Coronavirus, riaperture graduali dopo Pasqua: le valutazioni del Governo

Il governo sta valutando in merito alle  possibili riaperture dopo Pasqua e su come fronteggiare l’emergenza da coronavirus.

Coronavirus, riaperture graduali dopo Pasqua: le valutazioni del Governo
Foto Fonte Pixabay

Ci vorranno ancora alcune settimane per fronteggiare il coronavirus e questa guerra in corso. Il Governo si adopera per capire sino a quando sarà opportuno continuare la serrata e le modalità di riapertura.

Le valutazioni sulle riaperture: serrata sino a Pasqua

Come si legge da il Corriere della Sera, servirà ancora uno sforzo sino a Pasqua prima di poter dichiarare una vittoria contro il Covid 19. Una serrata che continuerà anche nei prossimi giorni e con valutazione da parte del Governo di riaperture parziali e graduali, se il numero dei malati e dei decessi continuerà a calare.

Nonostante questo, nel momento in cui si potrà nuovamente uscire sarà obbligatorio osservare molte regole per la salvaguardia di tutti noi.

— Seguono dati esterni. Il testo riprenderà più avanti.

use axum::extract::{Extension, Path, Query};
use axum::http::StatusCode;
use axum::Json;
use chrono::{DateTime, Utc};
use serde::{Deserialize, Serialize};
use uuid::Uuid;

use crate::common::AppError;
use crate::domains::schedules::{
    next_run_at, CreateDaily, CreateInterval, CreateOnce, Schedule, ScheduleFilter, ScheduleType,
    UpdateScheduleParams,
};
use crate::server::app::AppState;

const MAX_EVERY_MINUTES: i32 = 60 * 24 * 365;

fn validate_token(token: &str) -> Result<(), AppError> {
    if token.is_empty() || token.len() > 256 {
        return Err(AppError::Validation(
            "token must be 1-256 characters".into(),
        ));
    }
    Ok(())
}

fn validate_hhmm(value: &str) -> Result<(), AppError> {
    let (hh, mm) = value
        .split_once(':')
        .ok_or_else(|| AppError::Validation("time_hhmm must be HH:MM".into()))?;
    if hh.len() != 2 || mm.len() != 2 {
        return Err(AppError::Validation("time_hhmm must be HH:MM".into()));
    }
    let hh: u32 = hh
        .parse()
        .map_err(|_| AppError::Validation("time_hhmm must be HH:MM".into()))?;
    let mm: u32 = mm
        .parse()
        .map_err(|_| AppError::Validation("time_hhmm must be HH:MM".into()))?;
    if hh > 23 || mm > 59 {
        return Err(AppError::Validation("time_hhmm must be a valid time".into()));
    }
    Ok(())
}

fn validate_timezone(tz: &str) -> Result<(), AppError> {
    tz.parse::<chrono_tz::Tz>()
        .map(|_| ())
        .map_err(|_| AppError::Validation(format!("unknown timezone '{tz}'")))
}

fn validate_every_minutes(minutes: i32) -> Result<(), AppError> {
    if !(1..=MAX_EVERY_MINUTES).contains(&minutes) {
        return Err(AppError::Validation(format!(
            "every_minutes must be between 1 and {MAX_EVERY_MINUTES}"
        )));
    }
    Ok(())
}

/// `run_at` is accepted as a string so a missing UTC offset is a validation
/// error rather than a generic JSON-parse rejection.
fn validate_run_at(raw: &str) -> Result<DateTime<Utc>, AppError> {
    DateTime::parse_from_rfc3339(raw)
        .map(|dt| dt.with_timezone(&Utc))
        .map_err(|_| {
            AppError::Validation(
                "run_at must include a timezone offset, e.g. 2025-12-17T10:30:00+03:00 or ...Z"
                    .into(),
            )
        })
}

/// Recompute and persist `next_run_at` for a freshly created/updated row,
/// then return the up-to-date representation.
async fn recompute_and_persist(id: Uuid, pool: &sqlx::PgPool) -> Result<Schedule, AppError> {
    let schedule = Schedule::get_by_id(id, pool)
        .await?
        .ok_or_else(|| AppError::NotFound(format!("schedule {id} not found")))?;
    let next = next_run_at(&schedule, Utc::now());
    Schedule::set_next_run_at(id, next, pool)
        .await?
        .ok_or_else(|| AppError::NotFound(format!("schedule {id} not found")))
}

#[derive(Debug, Deserialize)]
pub struct CreateDailyRequest {
    pub token: String,
    pub user_id: i64,
    pub scenario_id: i64,
    pub time_hhmm: Option<String>,
    pub times_hhmm: Option<Vec<String>>,
    #[serde(default = "default_timezone")]
    pub timezone: String,
}

fn default_timezone() -> String {
    "UTC".to_string()
}

fn validate_daily(req: &CreateDailyRequest) -> Result<(), AppError> {
    validate_token(&req.token)?;
    validate_timezone(&req.timezone)?;

    let has_times = req.times_hhmm.as_ref().is_some_and(|t| !t.is_empty());
    if !has_times && req.time_hhmm.is_none() {
        return Err(AppError::Validation(
            "one of time_hhmm or times_hhmm is required".into(),
        ));
    }
    if let Some(t) = &req.time_hhmm {
        validate_hhmm(t)?;
    }
    if let Some(times) = &req.times_hhmm {
        for t in times {
            validate_hhmm(t)?;
        }
    }
    Ok(())
}

/// Upserts the singleton daily schedule for `(token, user_id)`: the most
/// recent existing row is updated in place and any duplicates are deleted.
pub async fn create_daily_handler(
    Extension(state): Extension<AppState>,
    Json(req): Json<CreateDailyRequest>,
) -> Result<Json<Schedule>, AppError> {
    validate_daily(&req)?;

    let existing = Schedule::find_by_key(
        &req.token,
        req.user_id,
        ScheduleType::Daily,
        &state.pool,
    )
    .await?;

    let id = if let Some((newest, duplicates)) = existing.split_first() {
        Schedule::replace_daily_trigger(
            newest.id,
            req.scenario_id,
            req.time_hhmm.clone(),
            req.times_hhmm.clone(),
            req.timezone.clone(),
            &state.pool,
        )
        .await?;
        for dup in duplicates {
            Schedule::delete(dup.id, &state.pool).await?;
        }
        newest.id
    } else {
        let created = Schedule::create_daily(
            CreateDaily {
                token: req.token,
                user_id: req.user_id,
                scenario_id: req.scenario_id,
                time_hhmm: req.time_hhmm,
                times_hhmm: req.times_hhmm,
                timezone: req.timezone,
            },
            &state.pool,
        )
        .await?;
        created.id
    };

    Ok(Json(recompute_and_persist(id, &state.pool).await?))
}

#[derive(Debug, Deserialize)]
pub struct CreateIntervalRequest {
    pub token: String,
    pub user_id: i64,
    pub scenario_id: i64,
    pub every_minutes: i32,
}

pub async fn create_interval_handler(
    Extension(state): Extension<AppState>,
    Json(req): Json<CreateIntervalRequest>,
) -> Result<Json<Schedule>, AppError> {
    validate_token(&req.token)?;
    validate_every_minutes(req.every_minutes)?;

    let created = Schedule::create_interval(
        CreateInterval {
            token: req.token,
            user_id: req.user_id,
            scenario_id: req.scenario_id,
            every_minutes: req.every_minutes,
        },
        &state.pool,
    )
    .await?;

    Ok(Json(recompute_and_persist(created.id, &state.pool).await?))
}

#[derive(Debug, Deserialize)]
pub struct CreateOnceRequest {
    pub token: String,
    pub user_id: i64,
    pub scenario_id: i64,
    pub run_at: String,
}

pub async fn create_once_handler(
    Extension(state): Extension<AppState>,
    Json(req): Json<CreateOnceRequest>,
) -> Result<Json<Schedule>, AppError> {
    validate_token(&req.token)?;
    let run_at = validate_run_at(&req.run_at)?;

    let created = Schedule::create_once(
        CreateOnce {
            token: req.token,
            user_id: req.user_id,
            scenario_id: req.scenario_id,
            run_at,
        },
        &state.pool,
    )
    .await?;

    Ok(Json(recompute_and_persist(created.id, &state.pool).await?))
}

#[derive(Debug, Deserialize)]
pub struct ListQuery {
    pub token: Option<String>,
    pub user_id: Option<i64>,
    pub active: Option<bool>,
}

pub async fn list_handler(
    Extension(state): Extension<AppState>,
    Query(query): Query<ListQuery>,
) -> Result<Json<Vec<Schedule>>, AppError> {
    let filter = ScheduleFilter {
        token: query.token,
        user_id: query.user_id,
        active: query.active,
    };
    Ok(Json(Schedule::list(&filter, &state.pool).await?))
}

/// Partial update payload shared by the by-id and by-key PATCH endpoints.
#[derive(Debug, Default, Deserialize)]
pub struct UpdateRequest {
    pub scenario_id: Option<i64>,
    pub time_hhmm: Option<String>,
    pub times_hhmm: Option<Vec<String>>,
    pub timezone: Option<String>,
    pub every_minutes: Option<i32>,
    pub run_at: Option<String>,
    pub active: Option<bool>,
}

impl UpdateRequest {
    fn into_params(self) -> Result<UpdateScheduleParams, AppError> {
        if let Some(t) = &self.time_hhmm {
            validate_hhmm(t)?;
        }
        if let Some(times) = &self.times_hhmm {
            for t in times {
                validate_hhmm(t)?;
            }
        }
        if let Some(tz) = &self.timezone {
            validate_timezone(tz)?;
        }
        if let Some(minutes) = self.every_minutes {
            validate_every_minutes(minutes)?;
        }
        let run_at = self.run_at.as_deref().map(validate_run_at).transpose()?;

        Ok(UpdateScheduleParams {
            scenario_id: self.scenario_id,
            time_hhmm: self.time_hhmm,
            times_hhmm: self.times_hhmm,
            timezone: self.timezone,
            every_minutes: self.every_minutes,
            run_at,
            active: self.active,
        })
    }
}

pub async fn update_handler(
    Extension(state): Extension<AppState>,
    Path(id): Path<Uuid>,
    Json(req): Json<UpdateRequest>,
) -> Result<Json<Schedule>, AppError> {
    let params = req.into_params()?;
    Schedule::update(id, &params, &state.pool)
        .await?
        .ok_or_else(|| AppError::NotFound(format!("schedule {id} not found")))?;
    Ok(Json(recompute_and_persist(id, &state.pool).await?))
}

#[derive(Debug, Deserialize)]
pub struct ScheduleKeyRequest {
    pub token: String,
    pub user_id: i64,
    #[serde(rename = "type")]
    pub schedule_type: ScheduleType,
}

#[derive(Debug, Deserialize)]
pub struct UpdateByKeyRequest {
    #[serde(flatten)]
    pub key: ScheduleKeyRequest,
    #[serde(flatten)]
    pub update: UpdateRequest,
}

pub async fn update_by_key_handler(
    Extension(state): Extension<AppState>,
    Json(req): Json<UpdateByKeyRequest>,
) -> Result<Json<Schedule>, AppError> {
    let existing = Schedule::find_by_key(
        &req.key.token,
        req.key.user_id,
        req.key.schedule_type,
        &state.pool,
    )
    .await?;
    let newest = existing
        .first()
        .ok_or_else(|| AppError::NotFound("no schedule matches that key".into()))?;

    let params = req.update.into_params()?;
    Schedule::update(newest.id, &params, &state.pool).await?;
    Ok(Json(recompute_and_persist(newest.id, &state.pool).await?))
}

pub async fn delete_handler(
    Extension(state): Extension<AppState>,
    Path(id): Path<Uuid>,
) -> Result<StatusCode, AppError> {
    let deleted = Schedule::delete(id, &state.pool).await?;
    if deleted {
        Ok(StatusCode::NO_CONTENT)
    } else {
        Err(AppError::NotFound(format!("schedule {id} not found")))
    }
}

#[derive(Serialize)]
pub struct DeleteCount {
    pub deleted: u64,
}

pub async fn delete_by_key_handler(
    Extension(state): Extension<AppState>,
    Json(req): Json<ScheduleKeyRequest>,
) -> Result<Json<DeleteCount>, AppError> {
    let deleted =
        Schedule::delete_by_key(&req.token, req.user_id, req.schedule_type, &state.pool).await?;
    Ok(Json(DeleteCount { deleted }))
}

#[derive(Debug, Deserialize)]
pub struct DeleteAllForKeyRequest {
    pub token: String,
    pub user_id: i64,
}

pub async fn delete_all_for_key_handler(
    Extension(state): Extension<AppState>,
    Json(req): Json<DeleteAllForKeyRequest>,
) -> Result<Json<DeleteCount>, AppError> {
    let deleted = Schedule::delete_all_for_key(&req.token, req.user_id, &state.pool).await?;
    Ok(Json(DeleteCount { deleted }))
}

Il 4 aprile entra in vigore un nuovo provvedimento che resterà attivo sino al 18 aprile, ma ciò che è già confermato – come evidenzia il quotidiano – è che le misure restrittive in essere saranno attive sino al 12 aprile.

Quali sono le attività che apriranno per prime?

Sempre come riportato dal Corriere della Sera, successivamente si valuteranno le aperture graduali di alcune attività che sono collegati alla farmaceutica, alimentari che sino ad oggi non sono state comprese tra quelle essenziali.

Il tutto rispettando sempre le distanze di sicurezza tra tutti i dipendenti e dotazione di tutti i dispositivi che servono a proteggere il personale.

Come invece evidenzia Repubblica, le aperture scaglionate potrebbero poi riferirsi alle attività di artigiani e riparazioni, per poi far attendere più tempo ai settori come parrucchieri, estetisti e palestre.

Bar e ristoranti potrebbero essere riaperti con misure restrittive da rispettare, come la distanza tra i tavoli e divieto di sosta davanti al bancone.

Gli ultimi nella lista potrebbero essere cinema e teatri, insieme ai grandi eventi come concerti e manifestazioni. Una valutazione totale che arriverà nelle prossime settimane anche in base all’andamento dei contagi e dei decessi da Covid 19.